A escolha caberá ao Tribunal Pleno, com base nos parâmetros fixados pela Resolução nº 106 do Conselho Nacional de Justiça (CNJ), que avalia produtividade, presteza, aperfeiçoamento técnico e conduta funcional.
Nos corredores do Palácio da Justiça, porém, a avaliação é de que a disputa já tem uma favorita. Magistrados ouvidos reservadamente apontam a juíza Gabriela Carina Knaul de Albuquerque e Silva como o nome mais bem-posicionado para a escolha. Segundo esses relatos, ela conta com apoio do presidente do TJMT e do corregedor-geral da Justiça, além da ala feminina das desembargadoras, respaldo considerado decisivo em um colegiado que tradicionalmente valoriza o alinhamento institucional e a confiança da atual gestão.
Embora a votação seja pública e nominal, integrantes do tribunal ouvidos reservadamente admitem, sob reserva, que a construção de maioria costuma ocorrer antes da sessão formal, a partir de conversas individuais, históricos de convivência administrativa e leitura do cenário político interno. Nesse contexto, o apoio da cúpula tende a funcionar como sinalizador para outros desembargadores indecisos.
Ainda assim, a corrida não é tratada como definida, pois duas magistradas são citadas nos bastidores como nomes que correm por fora, mas com chances reais de surpreender. São elas Célia Regina Vidotti e Sinii Savana Bosse Saboia Ribeiro e ambas teriam a predileção de grupos específicos de desembargadores, especialmente entre os mais antigos, que valorizam trajetórias técnicas consolidadas e atuação discreta ao longo da carreira.
Segundo interlocutores do tribunal, esses apoios não se apresentam de forma organizada ou pública, mas se manifestam em conversas reservadas e sinais de preferência individual, o que poderia fragmentar a votação e tornar o resultado menos previsível do que aparenta à primeira vista.
A lista de candidatas inclui ainda outros nomes com forte atuação acadêmica, administrativa e jurisdicional, o que amplia o leque de possibilidades caso o Pleno opte por uma escolha menos alinhada à atual gestão.
Paralelamente à disputa por merecimento, o TJMT também publicou edital referente à vaga aberta pela aposentadoria do desembargador Sebastião Barbosa de Farias. Nesse caso, a promoção segue o critério de antiguidade e tem caráter essencialmente formal.
Pelo regramento interno, o juiz Sérgio Valério, integrante da primeira quinta parte mais antiga da magistratura estadual e o juiz mais antigo na Capital, foi indicado para ascender ao cargo. O edital prevê prazo para eventual recusa ou impugnação, mas, salvo reviravolta, a confirmação deve ocorrer em sessão administrativa do Tribunal Pleno.

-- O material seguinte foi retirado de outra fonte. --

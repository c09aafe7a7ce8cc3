//! Producer fingerprint types.
//!
//! A fingerprint pairs the passenger-type mix of a document with the
//! direction in which its parties reference each other. Producers differ
//! most visibly in how infants are linked to adults, which is why the
//! relationship carries more weight than the counts when matching.

use std::fmt;
use std::str::FromStr;

use serde::{Deserialize, Serialize};

use crate::error::DiscoveryError;

/// Counts of adult, child and infant parties plus their compact signature.
///
/// The signature is derived from the counts and recomputed whenever they
/// change, so it can never drift.
#[derive(Debug, Clone, PartialEq, Eq, Hash, Serialize, Deserialize)]
#[serde(from = "CombinationCounts")]
pub struct PassengerCombination {
    adults: u32,
    children: u32,
    infants: u32,
    signature: String,
}

#[derive(Deserialize)]
struct CombinationCounts {
    #[serde(default)]
    adults: u32,
    #[serde(default)]
    children: u32,
    #[serde(default)]
    infants: u32,
}

impl From<CombinationCounts> for PassengerCombination {
    fn from(counts: CombinationCounts) -> Self {
        Self::new(counts.adults, counts.children, counts.infants)
    }
}

impl Default for PassengerCombination {
    fn default() -> Self {
        Self::empty()
    }
}

impl PassengerCombination {
    pub fn new(adults: u32, children: u32, infants: u32) -> Self {
        Self {
            adults,
            children,
            infants,
            signature: signature_for(adults, children, infants),
        }
    }

    /// The all-zero combination, signature `EMPTY`.
    pub fn empty() -> Self {
        Self::new(0, 0, 0)
    }

    /// Replace the counts and recompute the signature.
    pub fn set_counts(&mut self, adults: u32, children: u32, infants: u32) {
        *self = Self::new(adults, children, infants);
    }

    pub fn adults(&self) -> u32 {
        self.adults
    }

    pub fn children(&self) -> u32 {
        self.children
    }

    pub fn infants(&self) -> u32 {
        self.infants
    }

    /// Compact form such as `2ADT+1CHD+1INF`.
    pub fn signature(&self) -> &str {
        &self.signature
    }

    /// Party count, widened so large counts cannot overflow.
    pub fn total(&self) -> u64 {
        u64::from(self.adults) + u64::from(self.children) + u64::from(self.infants)
    }

    pub fn is_empty(&self) -> bool {
        self.adults == 0 && self.children == 0 && self.infants == 0
    }

    /// Same counts as `other`.
    pub fn same_counts(&self, other: &PassengerCombination) -> bool {
        self.adults == other.adults
            && self.children == other.children
            && self.infants == other.infants
    }
}

fn signature_for(adults: u32, children: u32, infants: u32) -> String {
    let parts: Vec<String> = [(adults, "ADT"), (children, "CHD"), (infants, "INF")]
        .into_iter()
        .filter(|(count, _)| *count > 0)
        .map(|(count, code)| format!("{}{}", count, code))
        .collect();

    if parts.is_empty() {
        "EMPTY".to_string()
    } else {
        parts.join("+")
    }
}

impl fmt::Display for PassengerCombination {
    fn fmt(&self, f: &mut fmt::Formatter<'_>) -> fmt::Result {
        f.write_str(&self.signature)
    }
}

impl FromStr for PassengerCombination {
    type Err = DiscoveryError;

    fn from_str(s: &str) -> Result<Self, Self::Err> {
        let invalid = || DiscoveryError::InvalidSignature {
            signature: s.to_string(),
        };

        let trimmed = s.trim();
        if trimmed.eq_ignore_ascii_case("EMPTY") {
            return Ok(Self::empty());
        }

        let (mut adults, mut children, mut infants) = (0u32, 0u32, 0u32);
        for part in trimmed.split('+') {
            let part = part.trim();
            if part.len() < 4 || !part.is_char_boundary(part.len() - 3) {
                return Err(invalid());
            }
            let (count, code) = part.split_at(part.len() - 3);
            let count: u32 = count.trim().parse().map_err(|_| invalid())?;
            let slot = match code.to_ascii_uppercase().as_str() {
                "ADT" => &mut adults,
                "CHD" => &mut children,
                "INF" => &mut infants,
                _ => return Err(invalid()),
            };
            *slot = slot.checked_add(count).ok_or_else(invalid)?;
        }

        Ok(Self::new(adults, children, infants))
    }
}

/// Which way parties reference each other.
#[derive(Debug, Clone, Copy, Default, PartialEq, Eq, Hash, Serialize, Deserialize)]
pub enum RelationshipDirection {
    /// Infants carry a reference to an adult
    #[serde(rename = "INF→ADT")]
    InfantToAdult,

    /// Adults carry a reference to an infant
    #[serde(rename = "ADT→INF")]
    AdultToInfant,

    #[serde(rename = "BIDIRECTIONAL")]
    Bidirectional,

    #[default]
    #[serde(rename = "NONE")]
    None,
}

impl RelationshipDirection {
    pub fn as_str(&self) -> &'static str {
        match self {
            RelationshipDirection::InfantToAdult => "INF→ADT",
            RelationshipDirection::AdultToInfant => "ADT→INF",
            RelationshipDirection::Bidirectional => "BIDIRECTIONAL",
            RelationshipDirection::None => "NONE",
        }
    }

    /// Whether a direction was observed at all.
    pub fn is_determined(&self) -> bool {
        !matches!(self, RelationshipDirection::None)
    }
}

impl fmt::Display for RelationshipDirection {
    fn fmt(&self, f: &mut fmt::Formatter<'_>) -> fmt::Result {
        f.write_str(self.as_str())
    }
}

/// How parties in a document are linked.
#[derive(Debug, Clone, PartialEq, Serialize, Deserialize)]
pub struct RelationshipPattern {
    pub direction: RelationshipDirection,

    /// Summary of the reference elements found
    #[serde(default)]
    pub reference_structure: String,

    /// Rule describing the linkage, empty when no direction was found
    #[serde(default)]
    pub linking_rules: String,

    /// Confidence in `[0, 1]`
    pub confidence: f32,
}

impl Default for RelationshipPattern {
    fn default() -> Self {
        Self::none()
    }
}

impl RelationshipPattern {
    pub fn new(
        direction: RelationshipDirection,
        reference_structure: impl Into<String>,
        linking_rules: impl Into<String>,
        confidence: f32,
    ) -> Self {
        Self {
            direction,
            reference_structure: reference_structure.into(),
            linking_rules: linking_rules.into(),
            confidence: confidence.clamp(0.0, 1.0),
        }
    }

    /// No relationship observed.
    pub fn none() -> Self {
        Self::new(RelationshipDirection::None, "", "", 0.1)
    }
}

/// Identifies one producer release in the fingerprint library.
#[derive(Debug, Clone, PartialEq, Eq, Hash, PartialOrd, Ord, Serialize, Deserialize)]
pub struct FingerprintKey {
    pub producer: String,
    pub version: String,
}

impl FingerprintKey {
    pub fn new(producer: impl Into<String>, version: impl Into<String>) -> Self {
        Self {
            producer: producer.into(),
            version: version.into(),
        }
    }
}

impl fmt::Display for FingerprintKey {
    fn fmt(&self, f: &mut fmt::Formatter<'_>) -> fmt::Result {
        write!(f, "{}_{}", self.producer, self.version)
    }
}

impl FromStr for FingerprintKey {
    type Err = std::convert::Infallible;

    /// Splits on the first `_`; a key without one gets version `Unknown`.
    fn from_str(s: &str) -> Result<Self, Self::Err> {
        Ok(match s.split_once('_') {
            Some((producer, version)) => Self::new(producer, version),
            None => Self::new(s, "Unknown"),
        })
    }
}

/// A learned producer fingerprint.
#[derive(Debug, Clone, PartialEq, Serialize, Deserialize)]
pub struct AirlineFingerprint {
    /// Producer (airline) code
    pub producer: String,

    /// API / schema version
    pub version: String,

    pub combination: PassengerCombination,

    pub relationship: RelationshipPattern,

    #[serde(default)]
    pub structural_signature: String,

    #[serde(default, skip_serializing_if = "Vec::is_empty")]
    pub distinguishing_features: Vec<String>,

    /// Confidence in `[0, 1]`
    pub confidence: f32,
}

impl AirlineFingerprint {
    pub fn new(
        producer: impl Into<String>,
        version: impl Into<String>,
        combination: PassengerCombination,
        relationship: RelationshipPattern,
    ) -> Self {
        Self {
            producer: producer.into(),
            version: version.into(),
            combination,
            relationship,
            structural_signature: String::new(),
            distinguishing_features: Vec::new(),
            confidence: 1.0,
        }
    }

    pub fn with_structural_signature(mut self, signature: impl Into<String>) -> Self {
        self.structural_signature = signature.into();
        self
    }

    pub fn with_features(mut self, features: impl IntoIterator<Item = impl Into<String>>) -> Self {
        self.distinguishing_features = features.into_iter().map(Into::into).collect();
        self
    }

    pub fn with_confidence(mut self, confidence: f32) -> Self {
        self.confidence = confidence.clamp(0.0, 1.0);
        self
    }

    pub fn key(&self) -> FingerprintKey {
        FingerprintKey::new(&self.producer, &self.version)
    }
}

/// A ranked match of an unknown document against the library.
#[derive(Debug, Clone, PartialEq, Serialize, Deserialize)]
pub struct FingerprintMatch {
    pub key: FingerprintKey,
    pub confidence: f32,
}

/// Everything learned about an unknown document in one pass.
#[derive(Debug, Clone, PartialEq, Serialize, Deserialize)]
pub struct IdentificationReport {
    pub combination: PassengerCombination,

    pub relationship: RelationshipPattern,

    /// Best matches first
    #[serde(default)]
    pub matches: Vec<FingerprintMatch>,

    /// Related combination signatures, filled only when nothing matched
    #[serde(default, skip_serializing_if = "Vec::is_empty")]
    pub suggestions: Vec<String>,
}

impl IdentificationReport {
    pub fn best_match(&self) -> Option<&FingerprintMatch> {
        self.matches.first()
    }

    /// Confidence of the best match, 0 when nothing matched.
    pub fn overall_confidence(&self) -> f32 {
        self.best_match().map(|m| m.confidence).unwrap_or(0.0)
    }

    pub fn is_identified(&self) -> bool {
        !self.matches.is_empty()
    }
}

A nomeação, no entanto, tende a ser breve. Sérgio Valério completa 75 anos em julho de 2026, pois completa a idade limite para permanência na magistratura, o que deve provocar nova vacância no segundo grau em poucos meses, mantendo aberto o ciclo de disputas e rearranjos internos. Ainda aposentarão esse ano os desembargadores Juvenal Pereira da Silva e Maria Erotides Kneip, sem contar com o futuro desembargador Sérgio Valério.
As movimentações atuais expõem um TJMT em transição, pressionado por aposentadorias sucessivas e pela aplicação simultânea de critérios técnicos, políticas de gênero e articulações políticas internas. Nos bastidores, a leitura é de que a escolha da próxima desembargadora servirá também como termômetro da força da atual gestão e do grau de coesão do Tribunal Pleno.